Finalmente, en algún momento de los últimos cien años las principales sociedades protectoras de animales perdieron interés por los animales de granja. Esto quizás ha obedecido a que los defensores y los funcionarios de las organizaciones provenían de las ciudades y conocían mejor y se preocupaban más de los perros y los gatos que de los cerdos y los terneros. Cualquiera que sea la razón, durante la mayor parte de este siglo los escritos y la publicidad de los grupos más antiguos contribuyeron de manera importante a la actitud generalizada de que los perros, los gatos y los animales salvajes necesitan protección, pero no el resto de los animales. Según esto, el público acabó creyendo que la «protección animal» es algo reservado a las damas de buen corazón que se chiflan por los gatos, y no una causa fundada sobre principios básicos de justicia y moralidad.

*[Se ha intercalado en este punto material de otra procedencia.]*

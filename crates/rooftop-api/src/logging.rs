//! Tracing setup shared by the binaries.

use tracing_subscriber::fmt::MakeWriter;
use tracing_subscriber::{fmt, prelude::*, EnvFilter};

const DEFAULT_FILTER: &str = "rooftop_api=info,rooftop_vision=info,rooftop_models=info";

/// Initialize tracing with colored output for dev, JSON for production.
///
/// `LOG_FORMAT=json` selects JSON lines. `RUST_LOG` refines the filter.
pub fn init_tracing() {
    init_with_writer(std::io::stdout);
}

/// Same as [`init_tracing`], writing to stderr so stdout carries only the
/// CLI report.
pub fn init_cli_tracing() {
    init_with_writer(std::io::stderr);
}

fn init_with_writer<W>(writer: W)
where
    W: for<'w> MakeWriter<'w> + Send + Sync + 'static,
{
    let use_json = std::env::var("LOG_FORMAT")
        .map(|v| v.to_lowercase() == "json")
        .unwrap_or(false);

    let env_filter =
        EnvFilter::try_from_default_env().unwrap_or_else(|_| EnvFilter::new(DEFAULT_FILTER));

    if use_json {
        tracing_subscriber::registry()
            .with(fmt::layer().json().with_writer(writer))
            .with(env_filter)
            .init();
    } else {
        tracing_subscriber::registry()
            .with(
                fmt::layer()
                    .with_writer(writer)
                    .with_ansi(true)
                    .with_target(true)
                    .with_thread_ids(false)
                    .with_file(false)
                    .with_line_number(false),
            )
            .with(env_filter)
            .init();
    }
}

En la última década se ha producido un cambio. Primero, han aparecido docenas de grupos nuevos y más radicales de liberación animal y de derechos de los animales. Junto con otras organizaciones ya existentes que hasta entonces habían tenido un impacto relativamente pequeño, estos nuevos grupos han aumentado notablemente el conocimiento público sobre la inmensa y sistemática crueldad que existe en la producción intensiva de animales, en laboratorios, circos, zoos y cacerías. En segundo lugar, quizá en respuesta a esta nueva ola de interés por las condiciones de los animales, grupos más establecidos como la RSPCA en Inglaterra y en América la ASPCA y la Humane Society of the United States han tomado una postura mucho más firme contra la crueldad con los animales de granja y de laboratorio, incluso organizando boicots a productos tales como las terneras, el bacón y los huevos procedentes de la cría intensiva[7].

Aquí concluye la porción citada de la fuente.